Mall Operators' Revenue Reaches 10 pc above Pre-Pandemic Level

Mall operators had waived off rent during the pandemic, thereby ensuring healthy occupancies at 90%.
Mall Operators’ Revenue Reaches 10 pc above Pre-Pandemic Level

Rising footfall following the withdrawal of Covid-19 restrictions is expected to shore up the revenue of mall operators well above the pre-pandemic level in this fiscal year, according to CRISIL.

The consequent healthy improvement in cash flows and steady debt levels are also likely to improve the average debt service coverage ratio (DSCR1) to 1.3 times this fiscal from 1 time last fiscal.

An analysis of India’s top 14 malls rated by CRISIL Ratings indicates as much.

“Malls have seen lesser dent and swifter recovery with each passing Covid-19 wave. In fact, the third wave did not materially impact the sector, as malls were not completely shut.

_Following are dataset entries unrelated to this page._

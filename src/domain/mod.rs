mod contact_email;
mod influencer_application;
mod mailbox;
mod payload;
mod waitlist_signup;

pub use contact_email::ContactEmail;
pub use influencer_application::{FollowerRange, InfluencerApplication, Platform};
pub use mailbox::Mailbox;
pub use payload::{Choice, INVALID_PAYLOAD, Payload};
pub use waitlist_signup::{INVALID_WAITLIST_EMAIL, WaitlistSignup};
use serde_json::{Map, Value};
use unicode_segmentation::UnicodeSegmentation;

pub const INVALID_PAYLOAD: &str = "Invalid payload";

/// A request body that parsed as a JSON object.
///
/// Bodies are read as raw bytes whatever their content type, so a form that
/// posts JSON as `text/plain` is still accepted. Anything that is not a JSON
/// object is rejected with [`INVALID_PAYLOAD`].
#[derive(Debug)]
pub struct Payload(Map<String, Value>);

impl Payload {
    pub fn parse(body: &[u8]) -> Result<Self, String> {
        match serde_json::from_slice::<Value>(body) {
            Ok(Value::Object(fields)) => Ok(Self(fields)),
            _ => Err(INVALID_PAYLOAD.to_string()),
        }
    }

    pub fn text(&self, field: &str) -> Result<&str, String> {
        match self.0.get(field) {
            None | Some(Value::Null) => Err(format!("{field} is required")),
            Some(Value::String(value)) => Ok(value),
            Some(_) => Err(format!("{field} must be a string")),
        }
    }

    /// Length bounds count graphemes, so `é` written with a combining accent
    /// is one character.
    pub fn bounded_text(
        &self,
        field: &str,
        min: usize,
        max: Option<usize>,
    ) -> Result<String, String> {
        let value = self.text(field)?;
        let length = value.graphemes(true).count();

        if length < min {
            return Err(format!("{field} must contain at least {min} characters"));
        }
        if let Some(max) = max.filter(|max| length > *max) {
            return Err(format!("{field} must contain at most {max} characters"));
        }
        Ok(value.to_string())
    }

    pub fn choice<T: Choice>(&self, field: &str) -> Result<T, String> {
        let value = self.text(field)?;
        T::ALL
            .iter()
            .copied()
            .find(|choice| choice.as_str() == value)
            .ok_or_else(|| {
                let options = T::ALL
                    .iter()
                    .map(|choice| choice.as_str())
                    .collect::<Vec<_>>()
                    .join(", ");
                format!("{field} must be one of: {options}")
            })
    }
}

/// A closed set of string values accepted by a form field.
pub trait Choice: Copy + 'static {
    const ALL: &'static [Self];

    fn as_str(&self) -> &'static str;
}
use crate::audience::Registration;

/// The JSON body of every submission response.
#[derive(Debug, serde::Serialize)]
pub struct SubmissionResult {
    pub ok: bool,
    #[serde(skip_serializing_if = "Option::is_none")]
    pub duplicate: Option<bool>,
    #[serde(skip_serializing_if = "Option::is_none")]
    pub notified: Option<bool>,
    #[serde(skip_serializing_if = "Option::is_none")]
    pub message: Option<String>,
}

impl SubmissionResult {
    pub fn accepted() -> Self {
        Self {
            ok: true,
            duplicate: None,
            notified: None,
            message: None,
        }
    }

    /// `duplicate` is only present for a repeat signup.
    pub fn registered(registration: Registration) -> Self {
        Self {
            duplicate: (registration == Registration::Duplicate).then_some(true),
            ..Self::accepted()
        }
    }

    pub fn with_notified(self, notified: bool) -> Self {
        Self {
            notified: Some(notified),
            ..self
        }
    }

    pub fn failure(message: impl Into<String>) -> Self {
        Self {
            ok: false,
            duplicate: None,
            notified: None,
            message: Some(message.into()),
        }
    }
}
use std::error::Error;

use actix_web::{HttpResponse, http::header::ALLOW, web};

use super::{SubmissionError, SubmissionResult};
use crate::domain::INVALID_PAYLOAD;

/// Largest request body a form may post.
pub const MAX_BODY_BYTES: usize = 256 * 1024;

pub fn error_chain_fmt(e: &impl Error, f: &mut std::fmt::Formatter) -> std::fmt::Result {
    writeln!(f, "{e}\n")?;
    let mut current = e.source();

    while let Some(cause) = current {
        writeln!(f, "Caused by:\n\t{cause}")?;
        current = cause.source();
    }

    Ok(())
}

/// Answers the browser's `OPTIONS` probe. The cross-origin headers are added
/// by the middleware.
pub async fn preflight() -> HttpResponse {
    HttpResponse::NoContent().finish()
}

/// Collects the request body. Handlers call this only after checking their
/// pipeline, so an unconfigured form never reads what was posted.
pub async fn read_body(body: web::Payload) -> Result<web::Bytes, SubmissionError> {
    match body.to_bytes_limited(MAX_BODY_BYTES).await {
        Ok(Ok(bytes)) => Ok(bytes),
        Ok(Err(_)) => Err(SubmissionError::PayloadTooLarge(MAX_BODY_BYTES)),
        Err(e) => {
            tracing::warn!(error.message = %e, "Failed to read the request body");
            Err(SubmissionError::InvalidPayload(INVALID_PAYLOAD.to_string()))
        }
    }
}

pub async fn method_not_allowed() -> HttpResponse {
    HttpResponse::MethodNotAllowed()
        .insert_header((ALLOW, "POST"))
        .json(SubmissionResult::failure("Method not allowed"))
}
use std::sync::Arc;

use chrono::{DateTime, Utc};
use serde::Serialize;
use tera::{Context, Tera};

use crate::{
    audience::Registration,
    domain::{Choice, ContactEmail, InfluencerApplication},
};

const INFLUENCER_ADMIN: &str = "influencer_admin.html";
const INFLUENCER_CONFIRMATION: &str = "influencer_confirmation.html";
const WAITLIST_ADMIN: &str = "waitlist_admin.html";

/// The HTML bodies of every email the service sends, compiled once at startup.
///
/// Templates are `.html`, so tera escapes every submitted value.
#[derive(Clone)]
pub struct EmailTemplates(Arc<Tera>);

#[derive(Serialize)]
struct Field<'a> {
    label: &'static str,
    value: &'a str,
}

impl EmailTemplates {
    pub fn new() -> Result<Self, tera::Error> {
        let mut tera = Tera::default();
        tera.add_raw_templates(vec![
            (INFLUENCER_ADMIN, include_str!("../views/influencer_admin.html")),
            (
                INFLUENCER_CONFIRMATION,
                include_str!("../views/influencer_confirmation.html"),
            ),
            (WAITLIST_ADMIN, include_str!("../views/waitlist_admin.html")),
        ])?;
        Ok(Self(Arc::new(tera)))
    }

    pub fn influencer_admin(&self, application: &InfluencerApplication) -> Result<String, tera::Error> {
        let fields = [
            Field { label: "Full name", value: &application.full_name },
            Field { label: "Email", value: application.email.as_ref() },
            Field { label: "Social handle", value: &application.social_handle },
            Field { label: "Primary platform", value: application.platform.as_str() },
            Field { label: "Niche", value: &application.niche },
            Field { label: "Follower range", value: application.follower_range.as_str() },
            Field { label: "Message", value: &application.message },
        ];

        let mut ctx = Context::new();
        ctx.insert("fields", &fields);
        self.0.render(INFLUENCER_ADMIN, &ctx)
    }

    pub fn influencer_confirmation(
        &self,
        application: &InfluencerApplication,
    ) -> Result<String, tera::Error> {
        let mut ctx = Context::new();
        ctx.insert("first_name", application.first_name());
        self.0.render(INFLUENCER_CONFIRMATION, &ctx)
    }

    pub fn waitlist_admin(
        &self,
        email: &ContactEmail,
        registration: Registration,
        received_at: DateTime<Utc>,
    ) -> Result<String, tera::Error> {
        let mut ctx = Context::new();
        ctx.insert("email", &email.to_string());
        ctx.insert("duplicate", &(registration == Registration::Duplicate));
        ctx.insert(
            "received_at",
            &received_at.format("on %A, %B %-d, %Y at %H:%M UTC").to_string(),
        );
        self.0.render(WAITLIST_ADMIN, &ctx)
    }
}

Consequently, retail sales rose to pre-pandemic levels in February 2022,” Anand Kulkarni, Director, CRISIL Ratings said.

“The trajectory has since remained strong, with retail sales already at 120-125 percent of the pre-pandemic mark in the first quarter of this fiscal. Business traction has helped malls roll back rental waivers offered to tenants. That, and escalations based on contractual terms will drive rental income 10 percent above pre-pandemic level this fiscal,” Kulkarni added.

Mall operators had waived off rent during the pandemic, thereby ensuring healthy occupancies at 90 percent. Additionally, the expected increase in revenue share linked to healthy retail sales has strengthened the cash flow visibility of malls.

Typically, the revenue share component contributes to 10-15 percent of the mall operators’ rental income.

The recovery is visible across tenant categories. Grocery, apparel, footwear, cosmetics, electronics, and luxury, which account for 75-80 percent of all revenue, had shown near-full recovery by the third quarter of last fiscal, and their performance remains strong.

The pace of recovery in laggard categories, such as food and beverage, cinema, and family entertainment centres, has picked up as well.

The strength of the sector also lies in changing consumer preferences. Over the years, malls have become leisure and entertainment destinations, in addition to meeting shopping requirements. Increasing consumerism and a fast-growing urban middle class should continue to support footfalls — a point of view that is reflected in the high investor interest in the sector even at the peak of the pandemic.

The third wave-led restrictions on malls lasted less than a month, compared with median closures of 13-14 weeks and 7-8 weeks during the first and second waves, respectively. Furthermore, unlike the earlier waves, only capacity or timing restrictions were implemented during the third wave. This limited the impact on the credit profiles of mall operators.

“The balance sheets of mall operators have remained healthy. Their debt-to-rental ratio is expected to be comfortable at 3.2 times this fiscal, compared with 4.2 times in fiscal 2020. Furthermore, many malls with strong sponsors have raised equity or refinanced debt improving liquidity to 4-5 months of debt-servicing obligations. In fact, this liquidity had protected their credit risk profiles during the peak of the pandemic, when DSCRs had shrunk to below 1 time. With sustained growth in sight, the average DSCR is expected to remain healthy at 1.3 times this fiscal,” Saina Kathawala, Associate Director, CRISIL Ratings stated.

High inflation and rising interest rates will bear watching as these could affect discretionary spends in the near term and dampen retail sales.